Il 22 febbraio se lo ricorderanno come la data della liberazione, i 34 presunti assenteisti della Soprintendenza. Il tribunale li ha assolti tutti. È il giorno in cui, dopo le chiamate a colleghi, amici e parenti, si ricomincia innanzitutto a «ridare un senso alla propria autostima».
L’inizio è stato difficile. «Ero molto nervoso, sentivo forte il rifiuto nei confronti del lavoro, poi mi sono acquietato». «Ciò che mi dispiace – prosegue uno dei due ex imputati – è che è stata sprecata tanta energia per questo processo, quando ci sono cose più grosse che non vengono risolte. Dieci anni: sono convinto che il nostro processo sia andato spesso in coda ad altre cose che avevano prelazione. Poi cambi, pensionamenti, sostituzioni hanno portato spesso a una rilettura da capo di tutto il problema».

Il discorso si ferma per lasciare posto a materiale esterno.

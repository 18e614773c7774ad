//! Storekeep Core - Shared domain types.
//!
//! This crate provides the types shared by every Storekeep component:
//! - `api` - HTTP backend (catalog, addresses, orders, auth)
//! - `cli` - Command-line tools for migrations and management
//!
//! # Architecture
//!
//! The core crate contains only types and pure functions - no I/O, no database
//! access, no HTTP. Database encoding is available behind the `postgres` feature.
//!
//! # Modules
//!
//! - [`types`] - Typed IDs, emails, roles, order statuses, and pagination

#![cfg_attr(not(test), forbid(unsafe_code))]

pub mod types;

pub use types::*;
//! In-process [`Store`] used by tests and local experiments.
//!
//! All tables sit behind one mutex, so every trait method is a single
//! critical section. That gives `create_order` the same all-or-nothing
//! behavior as the `PostgreSQL` transaction. Foreign keys, the unique email
//! index, and the product delete restriction are checked the way the
//! schema enforces them.

use std::collections::BTreeMap;
use std::sync::{Mutex, MutexGuard};

use async_trait::async_trait;
use chrono::{DateTime, Utc};

use storekeep_core::{
    AddressId, Email, OrderId, OrderItemId, OrderStatus, Pagination, ProductId, UserId,
};

use super::{RepositoryError, Store};
use crate::models::{
    Address, NewAddress, NewOrder, NewProduct, NewUser, Order, OrderDetails, OrderItem, Product,
    ProductPatch, StoredCredentials, User,
};

#[derive(Default)]
struct Tables {
    users: BTreeMap<UserId, StoredCredentials>,
    addresses: BTreeMap<AddressId, Address>,
    products: BTreeMap<ProductId, Product>,
    orders: BTreeMap<OrderId, Order>,
    order_items: BTreeMap<OrderItemId, OrderItem>,
    next_id: i32,
}

impl Tables {
    /// Shared sequence; ids are unique across tables, which is all callers rely on.
    ///
    /// Fails once the `i32` range is used up, like an exhausted `SERIAL`.
    fn next_id(&mut self) -> Result<i32, RepositoryError> {
        self.next_id = self.next_id.checked_add(1).ok_or_else(|| {
            RepositoryError::DataCorruption("memory store id sequence exhausted".to_owned())
        })?;
        Ok(self.next_id)
    }

    fn details(&self, order: &Order) -> Result<OrderDetails, RepositoryError> {
        let user = self
            .users
            .get(&order.user_id)
            .map(|c| c.user.clone())
            .ok_or_else(|| {
                RepositoryError::DataCorruption(format!("order {} has no owner", order.id))
            })?;

        Ok(OrderDetails {
            id: order.id,
            user,
            address: self.addresses.get(&order.address_id).cloned(),
            total: order.total,
            status: order.status,
            order_items: self
                .order_items
                .values()
                .filter(|item| item.order_id == order.id)
                .cloned()
                .collect(),
            created_at: order.created_at,
            updated_at: order.updated_at,
        })
    }
}

/// Mutex-guarded in-memory tables.
#[derive(Default)]
pub struct MemoryStore {
    tables: Mutex<Tables>,
}

impl MemoryStore {
    #[must_use]
    pub fn new() -> Self {
        Self::default()
    }

    /// Number of order headers stored.
    ///
    /// # Errors
    ///
    /// Returns `RepositoryError::DataCorruption` if the lock is poisoned.
    pub fn order_count(&self) -> Result<usize, RepositoryError> {
        Ok(self.lock()?.orders.len())
    }

    /// Number of order items stored.
    ///
    /// # Errors
    ///
    /// Returns `RepositoryError::DataCorruption` if the lock is poisoned.
    pub fn order_item_count(&self) -> Result<usize, RepositoryError> {
        Ok(self.lock()?.order_items.len())
    }

    fn lock(&self) -> Result<MutexGuard<'_, Tables>, RepositoryError> {
        self.tables
            .lock()
            .map_err(|_| RepositoryError::DataCorruption("memory store lock poisoned".to_owned()))
    }
}

fn page_of<T: Clone>(rows: impl Iterator<Item = T>, page: Pagination) -> Vec<T> {
    let skip = usize::try_from(page.offset()).unwrap_or(usize::MAX);
    let take = usize::try_from(page.limit()).unwrap_or(usize::MAX);
    rows.skip(skip).take(take).collect()
}

fn count(len: usize) -> i64 {
    i64::try_from(len).unwrap_or(i64::MAX)
}

#[async_trait]
impl Store for MemoryStore {
    async fn ping(&self) -> Result<(), RepositoryError> {
        self.lock().map(|_| ())
    }

    async fn create_user(&self, new: NewUser) -> Result<User, RepositoryError> {
        let mut tables = self.lock()?;
        if tables.users.values().any(|c| c.user.email == new.email) {
            return Err(RepositoryError::Conflict("email already exists".to_owned()));
        }

        let now = Utc::now();
        let user = User {
            id: UserId::new(tables.next_id()?),
            email: new.email,
            first_name: new.first_name,
            last_name: new.last_name,
            role: new.role,
            last_login: None,
            created_at: now,
            updated_at: now,
        };
        tables.users.insert(
            user.id,
            StoredCredentials {
                user: user.clone(),
                password_hash: new.password_hash,
            },
        );
        Ok(user)
    }

    async fn user_by_id(&self, id: UserId) -> Result<Option<User>, RepositoryError> {
        Ok(self.lock()?.users.get(&id).map(|c| c.user.clone()))
    }

    async fn credentials_by_email(
        &self,
        email: &Email,
    ) -> Result<Option<StoredCredentials>, RepositoryError> {
        Ok(self
            .lock()?
            .users
            .values()
            .find(|c| &c.user.email == email)
            .cloned())
    }

    async fn record_login(&self, id: UserId, at: DateTime<Utc>) -> Result<(), RepositoryError> {
        let mut tables = self.lock()?;
        let creds = tables.users.get_mut(&id).ok_or(RepositoryError::NotFound)?;
        creds.user.last_login = Some(at);
        creds.user.updated_at = Utc::now();
        Ok(())
    }

    async fn create_address(&self, new: NewAddress) -> Result<Address, RepositoryError> {
        let mut tables = self.lock()?;
        if !tables.users.contains_key(&new.user_id) {
            return Err(RepositoryError::Conflict(format!(
                "user {} does not exist",
                new.user_id
            )));
        }

        let now = Utc::now();
        let address = Address {
            id: AddressId::new(tables.next_id()?),
            first_name: new.first_name,
            last_name: new.last_name,
            city: new.city,
            country: new.country,
            zip_code: new.zip_code,
            street_address: new.street_address,
            user_id: new.user_id,
            created_at: now,
            updated_at: now,
        };
        tables.addresses.insert(address.id, address.clone());
        Ok(address)
    }

    async fn addresses_for_user(&self, user_id: UserId) -> Result<Vec<Address>, RepositoryError> {
        Ok(self
            .lock()?
            .addresses
            .values()
            .filter(|a| a.user_id == user_id)
            .cloned()
            .collect())
    }

    async fn list_products(
        &self,
        page: Pagination,
    ) -> Result<(Vec<Product>, i64), RepositoryError> {
        let tables = self.lock()?;
        let rows = page_of(tables.products.values().cloned(), page);
        Ok((rows, count(tables.products.len())))
    }

    async fn product_by_id(&self, id: ProductId) -> Result<Option<Product>, RepositoryError> {
        Ok(self.lock()?.products.get(&id).cloned())
    }

    async fn create_product(&self, new: NewProduct) -> Result<Product, RepositoryError> {
        let mut tables = self.lock()?;
        let now = Utc::now();
        let product = Product {
            id: ProductId::new(tables.next_id()?),
            name: new.name,
            category: new.category,
            description: new.description,
            price: new.price,
            stock: new.stock,
            created_at: now,
            updated_at: now,
        };
        tables.products.insert(product.id, product.clone());
        Ok(product)
    }

    async fn update_product(
        &self,
        id: ProductId,
        patch: ProductPatch,
    ) -> Result<Option<Product>, RepositoryError> {
        let mut tables = self.lock()?;
        Ok(tables.products.get_mut(&id).map(|product| {
            patch.apply_to(product);
            product.updated_at = Utc::now();
            product.clone()
        }))
    }

    async fn delete_product(&self, id: ProductId) -> Result<bool, RepositoryError> {
        let mut tables = self.lock()?;
        if tables.order_items.values().any(|item| item.product_id == id) {
            return Err(RepositoryError::InUse(format!(
                "product {id} is part of an order"
            )));
        }
        Ok(tables.products.remove(&id).is_some())
    }

    async fn create_order(&self, new: NewOrder) -> Result<Order, RepositoryError> {
        let mut tables = self.lock()?;
        if !tables.users.contains_key(&new.user_id) {
            return Err(RepositoryError::Conflict(format!(
                "user {} does not exist",
                new.user_id
            )));
        }
        if let Some(missing) = new
            .items
            .iter()
            .find(|item| !tables.products.contains_key(&item.product_id))
        {
            return Err(RepositoryError::Conflict(format!(
                "product {} does not exist",
                missing.product_id
            )));
        }

        let now = Utc::now();
        let order = Order {
            id: OrderId::new(tables.next_id()?),
            user_id: new.user_id,
            address_id: new.address_id,
            total: new.total,
            status: OrderStatus::Pending,
            created_at: now,
            updated_at: now,
        };
        let mut lines = Vec::with_capacity(new.items.len());
        for item in new.items {
            lines.push(OrderItem {
                id: OrderItemId::new(tables.next_id()?),
                order_id: order.id,
                product_id: item.product_id,
                price: item.price,
                quantity: item.quantity,
                created_at: now,
                updated_at: now,
            });
        }

        // Nothing is inserted until every id has been allocated
        for line in lines {
            tables.order_items.insert(line.id, line);
        }
        tables.orders.insert(order.id, order.clone());
        Ok(order)
    }

    async fn order_by_id(&self, id: OrderId) -> Result<Option<Order>, RepositoryError> {
        Ok(self.lock()?.orders.get(&id).cloned())
    }

    async fn order_details(&self, id: OrderId) -> Result<Option<OrderDetails>, RepositoryError> {
        let tables = self.lock()?;
        tables
            .orders
            .get(&id)
            .map(|order| tables.details(order))
            .transpose()
    }

    async fn orders_for_user(
        &self,
        user_id: UserId,
        page: Pagination,
    ) -> Result<(Vec<OrderDetails>, i64), RepositoryError> {
        let tables = self.lock()?;
        let owned: Vec<&Order> = tables
            .orders
            .values()
            .filter(|order| order.user_id == user_id)
            .collect();
        let total = count(owned.len());
        let orders = page_of(owned.into_iter(), page)
            .into_iter()
            .map(|order| tables.details(order))
            .collect::<Result<Vec<_>, _>>()?;
        Ok((orders, total))
    }

    async fn set_order_status(
        &self,
        id: OrderId,
        status: OrderStatus,
    ) -> Result<Option<Order>, RepositoryError> {
        let mut tables = self.lock()?;
        Ok(tables.orders.get_mut(&id).map(|order| {
            order.status = status;
            order.updated_at = Utc::now();
            order.clone()
        }))
    }
}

«La situazione, comunque – dice uno dei due professionisti – è stata molto dura: io uscivo per lavoro e tutti quelli che mi conoscevano lo sapevano. Per lavori e per urgenza, come succede ora, da libero professionista. All’epoca, per me era abbastanza normale essere sempre di corsa o magari uscire un attimo sotto l’ufficio per firmare una carta. Sono stato anche filmato in un’occasione del genere. Fortunatamente avevo memorie e resoconti e ho potuto ricostruire anche questi piccoli fatti. Insomma, sono stato punito perché lavoravo troppo, io che ero stato anche individuato tra i venti migliori professionisti nel mio ambito dei Beni culturali».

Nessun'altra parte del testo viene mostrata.